### EXERCISE DETAILS
Extract all of the entries and give them again, word for word.

START AVAILABLE RECORDS

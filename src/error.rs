use std::path::PathBuf;
use thiserror::Error;

/// Errors a caller is expected to see and act on.
///
/// Transient I/O and daemon failures travel as `anyhow::Error` and end up in
/// the log; these variants mark mistakes in configuration or usage.
#[derive(Error, Debug)]
pub enum BoxError {
    #[error("repeat only works when playing through the player daemon, not on the local audio device")]
    RepeatOnLocalPlayback,
    #[error("unsupported config format: {0}")]
    UnsupportedConfigFormat(PathBuf),
    #[error("input device not found: {0}")]
    DeviceNotFound(String),
    #[error("{0} mutex poisoned")]
    Poisoned(&'static str),
    #[error("another radiobox instance holds the lock {0}")]
    AlreadyRunning(PathBuf),
}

END AVAILABLE RECORDS

### THE ANSWER
filename src/error.rs
use std::path::PathBuf;
use thiserror::Error;

/// Errors a caller is expected to see and act on.
///
/// Transient I/O and daemon failures travel as `anyhow::Error` and end up in
/// the log; these variants mark mistakes in configuration or usage.
#[derive(Error, Debug)]
pub enum BoxError {
    #[error("repeat only works when playing through the player daemon, not on the local audio device")]
    RepeatOnLocalPlayback,
    #[error("unsupported config format: {0}")]
    UnsupportedConfigFormat(PathBuf),
    #[error("input device not found: {0}")]
    DeviceNotFound(String),
    #[error("{0} mutex poisoned")]
    Poisoned(&'static str),
    #[error("another radiobox instance holds the lock {0}")]
    AlreadyRunning(PathBuf),
}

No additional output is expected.